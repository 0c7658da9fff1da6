//! The callable bridge to the pricing backend.
//!
//! The pipeline only ever sees the [`PricingBackend`] trait: one async
//! method per RPC, no retries, no streaming. The production implementation
//! talks to the GG.deals HTTP API using the persisted credential.

use std::collections::HashMap;

use anyhow::{Context, Result};
use async_trait::async_trait;
use serde::Deserialize;
use tracing::{debug, warn};

use crate::domain::{NO_DATA, PriceRecord};
use crate::infrastructure::config::ggdeals;
use crate::infrastructure::credentials::CredentialStore;

/// Opaque request/response surface of the backend collaborator.
#[async_trait]
pub trait PricingBackend: Send + Sync {
    /// Serialized price record for a product/region pair, or `None` for
    /// "no data". A `None` is a normal outcome, not an error.
    async fn get_ggdeals_prices(&self, app_id: &str, region_code: &str)
    -> Result<Option<String>>;

    /// Previously persisted API credential; empty when none is stored.
    async fn load_api_key(&self) -> Result<String>;

    /// Persist the API credential. Returns true on success.
    async fn save_api_key(&self, key: &str) -> Result<bool>;
}

/// Production backend: the GG.deals HTTP API plus the on-disk credential
/// store.
pub struct GgDealsBackend {
    client: reqwest::Client,
    credentials: CredentialStore,
    base_url: String,
}

impl GgDealsBackend {
    pub fn new(credentials: CredentialStore) -> Result<Self> {
        let client = reqwest::Client::builder()
            .user_agent(concat!("bestprice/", env!("CARGO_PKG_VERSION")))
            .build()
            .context("failed to build HTTP client")?;
        Ok(Self {
            client,
            credentials,
            base_url: ggdeals::API_BASE_URL.to_string(),
        })
    }

    /// Point the backend at a different API host (tests, proxies).
    pub fn with_base_url(mut self, base_url: impl Into<String>) -> Self {
        self.base_url = base_url.into();
        self
    }
}

#[async_trait]
impl PricingBackend for GgDealsBackend {
    async fn get_ggdeals_prices(
        &self,
        app_id: &str,
        region_code: &str,
    ) -> Result<Option<String>> {
        let key = self.credentials.load_api_key().await?;
        if key.is_empty() {
            debug!("no API key configured, skipping price lookup");
            return Ok(None);
        }

        let url = format!("{}{}", self.base_url, ggdeals::PRICES_BY_STEAM_APP_ID);
        let response = self
            .client
            .get(&url)
            .query(&[("ids", app_id), ("key", &key), ("region", region_code)])
            .send()
            .await
            .with_context(|| format!("price request for app {app_id} failed"))?;

        if !response.status().is_success() {
            anyhow::bail!(
                "price request for app {} returned {}",
                app_id,
                response.status()
            );
        }

        let body: GgDealsResponse = response
            .json()
            .await
            .context("price response was not valid JSON")?;

        match map_response(&body, app_id) {
            Some(record) => Ok(Some(
                serde_json::to_string(&record).context("failed to serialize price record")?,
            )),
            None => {
                debug!(app_id, "pricing service had no data");
                Ok(None)
            }
        }
    }

    async fn load_api_key(&self) -> Result<String> {
        self.credentials.load_api_key().await
    }

    async fn save_api_key(&self, key: &str) -> Result<bool> {
        self.credentials.save_api_key(key).await
    }
}

/// Wire shape of the GG.deals prices-by-Steam-app-id response.
#[derive(Debug, Deserialize)]
struct GgDealsResponse {
    #[serde(default)]
    success: bool,
    #[serde(default)]
    data: HashMap<String, Option<GgDealsEntry>>,
}

#[derive(Debug, Deserialize)]
struct GgDealsEntry {
    #[serde(default)]
    prices: Option<GgDealsPrices>,
    #[serde(default)]
    url: String,
    #[serde(default)]
    currency: String,
}

#[derive(Debug, Deserialize)]
#[serde(rename_all = "camelCase")]
struct GgDealsPrices {
    #[serde(default)]
    current_retail: Option<String>,
    #[serde(default)]
    current_keyshops: Option<String>,
    #[serde(default)]
    historical_retail: Option<String>,
    #[serde(default)]
    historical_keyshops: Option<String>,
}

/// Fold the service response into the overlay's price record. An
/// unsuccessful response, an unknown app id or a null entry is "no data".
fn map_response(response: &GgDealsResponse, app_id: &str) -> Option<PriceRecord> {
    if !response.success {
        warn!("pricing service reported an unsuccessful lookup");
        return None;
    }
    let entry = response.data.get(app_id)?.as_ref()?;
    let prices = entry.prices.as_ref()?;
    Some(PriceRecord {
        official_price: figure(&prices.current_retail),
        keyshop_price: figure(&prices.current_keyshops),
        historical_official: figure(&prices.historical_retail),
        historical_keyshop: figure(&prices.historical_keyshops),
        currency: entry.currency.clone(),
        source_url: entry.url.clone(),
    })
}

fn figure(value: &Option<String>) -> String {
    value
        .clone()
        .filter(|v| !v.is_empty())
        .unwrap_or_else(|| NO_DATA.to_string())
}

━━━━━━━━━━━━━━━━━━━━━━━━━━━━━━

ACTION ITEM. Transcribe the full listing exactly, keeping every word as it is.

ANSWER SPACE.
repository 0c7658da9fff1da6
//! The callable bridge to the pricing backend.
//!
//! The pipeline only ever sees the [`PricingBackend`] trait: one async
//! method per RPC, no retries, no streaming. The production implementation
//! talks to the GG.deals HTTP API using the persisted credential.

use std::collections::HashMap;

use anyhow::{Context, Result};
use async_trait::async_trait;
use serde::Deserialize;
use tracing::{debug, warn};

use crate::domain::{NO_DATA, PriceRecord};
use crate::infrastructure::config::ggdeals;
use crate::infrastructure::credentials::CredentialStore;

/// Opaque request/response surface of the backend collaborator.
#[async_trait]
pub trait PricingBackend: Send + Sync {
    /// Serialized price record for a product/region pair, or `None` for
    /// "no data". A `None` is a normal outcome, not an error.
    async fn get_ggdeals_prices(&self, app_id: &str, region_code: &str)
    -> Result<Option<String>>;

    /// Previously persisted API credential; empty when none is stored.
    async fn load_api_key(&self) -> Result<String>;

    /// Persist the API credential. Returns true on success.
    async fn save_api_key(&self, key: &str) -> Result<bool>;
}

/// Production backend: the GG.deals HTTP API plus the on-disk credential
/// store.
pub struct GgDealsBackend {
    client: reqwest::Client,
    credentials: CredentialStore,
    base_url: String,
}

impl GgDealsBackend {
    pub fn new(credentials: CredentialStore) -> Result<Self> {
        let client = reqwest::Client::builder()
            .user_agent(concat!("bestprice/", env!("CARGO_PKG_VERSION")))
            .build()
            .context("failed to build HTTP client")?;
        Ok(Self {
            client,
            credentials,
            base_url: ggdeals::API_BASE_URL.to_string(),
        })
    }

    /// Point the backend at a different API host (tests, proxies).
    pub fn with_base_url(mut self, base_url: impl Into<String>) -> Self {
        self.base_url = base_url.into();
        self
    }
}

#[async_trait]
impl PricingBackend for GgDealsBackend {
    async fn get_ggdeals_prices(
        &self,
        app_id: &str,
        region_code: &str,
    ) -> Result<Option<String>> {
        let key = self.credentials.load_api_key().await?;
        if key.is_empty() {
            debug!("no API key configured, skipping price lookup");
            return Ok(None);
        }

        let url = format!("{}{}", self.base_url, ggdeals::PRICES_BY_STEAM_APP_ID);
        let response = self
            .client
            .get(&url)
            .query(&[("ids", app_id), ("key", &key), ("region", region_code)])
            .send()
            .await
            .with_context(|| format!("price request for app {app_id} failed"))?;

        if !response.status().is_success() {
            anyhow::bail!(
                "price request for app {} returned {}",
                app_id,
                response.status()
            );
        }

        let body: GgDealsResponse = response
            .json()
            .await
            .context("price response was not valid JSON")?;

        match map_response(&body, app_id) {
            Some(record) => Ok(Some(
                serde_json::to_string(&record).context("failed to serialize price record")?,
            )),
            None => {
                debug!(app_id, "pricing service had no data");
                Ok(None)
            }
        }
    }

    async fn load_api_key(&self) -> Result<String> {
        self.credentials.load_api_key().await
    }

    async fn save_api_key(&self, key: &str) -> Result<bool> {
        self.credentials.save_api_key(key).await
    }
}

/// Wire shape of the GG.deals prices-by-Steam-app-id response.
#[derive(Debug, Deserialize)]
struct GgDealsResponse {
    #[serde(default)]
    success: bool,
    #[serde(default)]
    data: HashMap<String, Option<GgDealsEntry>>,
}

#[derive(Debug, Deserialize)]
struct GgDealsEntry {
    #[serde(default)]
    prices: Option<GgDealsPrices>,
    #[serde(default)]
    url: String,
    #[serde(default)]
    currency: String,
}

#[derive(Debug, Deserialize)]
#[serde(rename_all = "camelCase")]
struct GgDealsPrices {
    #[serde(default)]
    current_retail: Option<String>,
    #[serde(default)]
    current_keyshops: Option<String>,
    #[serde(default)]
    historical_retail: Option<String>,
    #[serde(default)]
    historical_keyshops: Option<String>,
}

/// Fold the service response into the overlay's price record. An
/// unsuccessful response, an unknown app id or a null entry is "no data".
fn map_response(response: &GgDealsResponse, app_id: &str) -> Option<PriceRecord> {
    if !response.success {
        warn!("pricing service reported an unsuccessful lookup");
        return None;
    }
    let entry = response.data.get(app_id)?.as_ref()?;
    let prices = entry.prices.as_ref()?;
    Some(PriceRecord {
        official_price: figure(&prices.current_retail),
        keyshop_price: figure(&prices.current_keyshops),
        historical_official: figure(&prices.historical_retail),
        historical_keyshop: figure(&prices.historical_keyshops),
        currency: entry.currency.clone(),
        source_url: entry.url.clone(),
    })
}

fn figure(value: &Option<String>) -> String {
    value
        .clone()
        .filter(|v| !v.is_empty())
        .unwrap_or_else(|| NO_DATA.to_string())
}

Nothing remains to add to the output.